Wine and Prose Book Review: The Warmth of Other Suns

As the autumn leaves begin to change and you find yourself wanting to read a great book to pair with that glass of red wine, consider Isabel Wilkerson’s “The Warmth of Other Suns.” The Pulitzer Prize-Winning Journalist brings attention to one of America’s most influential social transformations: the Great Migration.

The exodus of over six million African Americans from the rural southern states to the industrial north in a period of five decades (1920’s – 1960’s) remade New York, Philadelphia, Detroit, Chicago, Washington, D.C., and Los Angeles. It transformed American culture; turned jazz, the blues and gospel music into national phenomena; and fueled the Civil Right’s Movemement.

Wilkerson's "The Warmth of Other Suns" is a brilliant and stirring epic, the first book to cover the full half-century of the Great Migration. A daughter of Southern migrants, Ms. Wilkerson combines impressive research—which included interviewing more than 1,200 people, she says—with great literary power.

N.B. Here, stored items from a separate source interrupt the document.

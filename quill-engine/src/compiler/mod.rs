//! Compiler
//!
//! Turns a parsed document plus parameters into provider-neutral messages.
//! [`compile`] handles single-step documents; multi-step documents go through
//! [`crate::chain::Chain`], which drives the same renderer one step at a time.

mod render;

pub(crate) use render::{render_step, RenderedStep};

use crate::error::{CompileError, CompileResult};
use crate::logic::document_parameters;
use crate::scope::Parameters;
use quill_core::{Message, PromptConfig, Role, Value};
use quill_dsl::{parse, Document};
use serde::{Deserialize, Serialize};
use tracing::debug;

// ============================================================================
// OPTIONS AND OUTPUT
// ============================================================================

/// Knobs for compiling and chaining.
#[derive(Debug, Clone, PartialEq, Serialize, Deserialize)]
#[serde(default)]
pub struct ChainOptions {
    /// Upper bound on document steps a chain may render.
    pub max_steps: usize,
    /// Role of content written outside any message tag.
    pub default_role: Role,
}

impl Default for ChainOptions {
    fn default() -> Self {
        Self {
            max_steps: 20,
            default_role: Role::System,
        }
    }
}

/// A compiled single-step prompt.
#[derive(Debug, Clone, PartialEq, Serialize)]
pub struct Compilation {
    pub config: PromptConfig,
    pub messages: Vec<Message>,
}

// ============================================================================
// ENTRY POINTS
// ============================================================================

/// Compile a single-step document with the default options.
pub fn compile(document: &Document, parameters: &Parameters) -> CompileResult<Compilation> {
    compile_with_options(document, parameters, &ChainOptions::default())
}

pub fn compile_with_options(
    document: &Document,
    parameters: &Parameters,
    options: &ChainOptions,
) -> CompileResult<Compilation> {
    check_parameters(document, parameters)?;
    let config = document.prompt_config()?;
    let rendered = render_step(document, parameters, options, 0, &[])?;
    if !rendered.is_last_step {
        return Err(CompileError::MultipleSteps);
    }
    let config = config.with_overrides(&rendered.overrides)?;
    debug!(
        digest = %document.digest,
        messages = rendered.messages.len(),
        "compiled document"
    );
    Ok(Compilation {
        config,
        messages: rendered.messages,
    })
}

/// Parse and compile in one go.
pub fn compile_source(source: &str, parameters: &Parameters) -> CompileResult<Compilation> {
    let document = parse(source).map_err(CompileError::Parse)?;
    compile(&document, parameters)
}

/// Fail with [`CompileError::MissingParameters`] unless every free name of
/// the document is supplied.
pub fn check_parameters(document: &Document, parameters: &Parameters) -> CompileResult<()> {
    let names: Vec<String> = document_parameters(document)
        .into_iter()
        .filter(|name| !parameters.contains_key(name))
        .collect();
    if names.is_empty() {
        Ok(())
    } else {
        Err(CompileError::MissingParameters { names })
    }
}

/// Parameters from a JSON object.
pub fn parameters_from_json(value: serde_json::Value) -> CompileResult<Parameters> {
    match value {
        serde_json::Value::Object(map) => Ok(map
            .into_iter()
            .map(|(key, value)| (key, Value::from(value)))
            .collect()),
        other => Err(CompileError::InvalidParameters {
            reason: format!("expected a JSON object, got {}", json_kind(&other)),
        }),
    }
}

fn json_kind(value: &serde_json::Value) -> &'static str {
    match value {
        serde_json::Value::Null => "null",
        serde_json::Value::Bool(_) => "a boolean",
        serde_json::Value::Number(_) => "a number",
        serde_json::Value::String(_) => "a string",
        serde_json::Value::Array(_) => "an array",
        serde_json::Value::Object(_) => "an object",
    }
}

Though "The Warmth of Other Suns" is a rigorous work of history and not a novel, Wilkerson humanizes history through use of narration, giving it emotional and psychological depth. She is especially good at capturing the experiential sense of life in the poor South and of the migration itself.

In a book that, quite amazingly is her first, Wilkerson has pulled off an all but impossible feat. She has not only documented the sweeping 55-year-long migration of African Americans, she has used narration to make her stories interesting and compelling, challenging dismissive assumptions about one of America's greatest social movements.